I will not say bad words.
I will not say bad words.
I gave them up for Lent, so I will not say the words I so badly want to say. I’m trying to not even think them.
When #4 was at Children’s Hospital, I learned that the big fear was that all this swelling would act as fertilizer to the bones around it. Those bones would grow at unpredictable rates and cause deformities in her little body. I asked about it and was told that this is a very rare occurrence so I shouldn’t worry. Kids’ bones either grow weirdly when there’s long term swelling or they don’t.

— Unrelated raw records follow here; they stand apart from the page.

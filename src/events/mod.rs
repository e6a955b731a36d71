use chrono::{DateTime, Utc};
use metrics::counter;
use rust_decimal::Decimal;
use serde::{Deserialize, Serialize};
use tokio::sync::mpsc;
use tracing::{info, warn};

use crate::entities::product::Stage;
use crate::entities::role_assignment::RoleKind;

#[derive(Debug, Clone)]
pub struct EventSender {
    sender: mpsc::Sender<Event>,
}

impl EventSender {
    /// Creates a new EventSender
    pub fn new(sender: mpsc::Sender<Event>) -> Self {
        Self { sender }
    }

    /// Sends an event, waiting for channel capacity
    pub async fn send(&self, event: Event) -> Result<(), String> {
        self.sender
            .send(event)
            .await
            .map_err(|e| format!("Failed to send event: {}", e))
    }

    /// Publishes an event for an already committed command.
    ///
    /// Never blocks and never fails the caller: a full or closed channel only
    /// costs the notification.
    pub fn send_or_log(&self, event: Event) {
        let name = event.name();
        match self.sender.try_send(event) {
            Ok(()) => counter!("ledger_events.published", 1, "event" => name),
            Err(e) => {
                counter!("ledger_events.dropped", 1, "event" => name);
                warn!(event = name, "Failed to publish event: {}", e);
            }
        }
    }
}

/// Notifications emitted after a ledger command commits.
#[derive(Debug, Clone, PartialEq, Serialize, Deserialize)]
pub enum Event {
    // Registry events
    VendorRegistered {
        vendor_id: i32,
        identity: String,
    },
    ParticipantRegistered {
        role: RoleKind,
        id: i32,
        identity: String,
    },
    VendorDeactivated(i32),

    // Inventory events
    MaterialAdded {
        material_id: i32,
        vendor_id: i32,
        quantity: i64,
        price_per_unit: Decimal,
    },
    MaterialRestocked {
        material_id: i32,
        quantity: i64,
        total_quantity: i64,
    },
    MaterialReturned {
        material_id: i32,
        quantity: i64,
        available_quantity: i64,
    },
    MaterialDeactivated(i32),

    // Lifecycle events
    ProductCreated(i32),
    MaterialAssigned {
        product_id: i32,
        material_id: i32,
        quantity: i64,
    },
    StageAdvanced {
        product_id: i32,
        from: Stage,
        to: Stage,
        at: DateTime<Utc>,
    },

    // Vendor performance events
    VendorVerified(i32),
    VendorRated {
        vendor_id: i32,
        rating: i32,
    },
}

impl Event {
    pub fn name(&self) -> &'static str {
        match self {
            Event::VendorRegistered { .. } => "vendor_registered",
            Event::ParticipantRegistered { .. } => "participant_registered",
            Event::VendorDeactivated(_) => "vendor_deactivated",
            Event::MaterialAdded { .. } => "material_added",
            Event::MaterialRestocked { .. } => "material_restocked",
            Event::MaterialReturned { .. } => "material_returned",
            Event::MaterialDeactivated(_) => "material_deactivated",
            Event::ProductCreated(_) => "product_created",
            Event::MaterialAssigned { .. } => "material_assigned",
            Event::StageAdvanced { .. } => "stage_advanced",
            Event::VendorVerified(_) => "vendor_verified",
            Event::VendorRated { .. } => "vendor_rated",
        }
    }
}

/// Drains the event channel until every sender is gone.
pub async fn process_events(mut rx: mpsc::Receiver<Event>) {
    info!("Starting event processing loop");

    while let Some(event) = rx.recv().await {
        match &event {
            Event::StageAdvanced {
                product_id,
                from,
                to,
                ..
            } => {
                info!(product_id, from = %from, to = %to, "Product advanced to {}", to.label());
            }
            Event::MaterialAssigned {
                product_id,
                material_id,
                quantity,
            } => {
                info!(product_id, material_id, quantity, "Material bound to product");
            }
            other => info!(event = other.name(), "Received event: {:?}", other),
        }
        counter!("ledger_events.processed", 1, "event" => event.name());
    }

    info!("Event channel closed, stopping event processing loop");
}

#[cfg(test)]
mod tests {
    use super::*;

    #[tokio::test]
    async fn send_or_log_survives_closed_channel() {
        let (tx, rx) = mpsc::channel(1);
        drop(rx);
        let sender = EventSender::new(tx);
        sender.send_or_log(Event::ProductCreated(1));
        assert!(sender.send(Event::ProductCreated(2)).await.is_err());
    }

    #[tokio::test]
    async fn send_or_log_drops_when_full() {
        let (tx, mut rx) = mpsc::channel(1);
        let sender = EventSender::new(tx);
        sender.send_or_log(Event::VendorVerified(1));
        sender.send_or_log(Event::VendorVerified(2));

        assert_eq!(rx.recv().await, Some(Event::VendorVerified(1)));
        assert!(rx.try_recv().is_err());
    }
}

Then we saw the orthopedist today.
Sh….dang it.
The x-ray of her foot shows that the bone in her swollen toe, swollen for almost 9 weeks now for those keeping track, has increased in width by approximately 50%. She’s one of those kids.
F…..darn it.
Her knee has been swollen now for almost 4 weeks. How long before it, too, starts to grow? I don’t know what the cut off is, but I know there’s nothing being done to actively stop it. While the doctors search for answers and the rheumatology appointment looms still 2 weeks in the future, her body is rebelling against her NOW.
She’s losing range of motion because of this wait. There are new problems being directly caused because of the waiting which will necessitate physical therapy at the very least.
SHE’S 7 YEARS OLD!!!!!!!!!!!!!!!!!!!!! She’s my baby. 9 weeks ago her body was normal. 5 weeks ago she was running and playing. Today I had to carry her upstairs because her leg hurts so much. Today she asked me if it would be hard to get a wheelchair because she’d really like one. It would be easier for her. She’s 7 and asking for a wheelchair.
D…………hmmmmmmmmmmmmmmmm.
I put on my poker face so that she doesn’t see my worry. I have to protect my children from seeing the fullness of my fear. I will not say those words, but I can’t stop feeling them.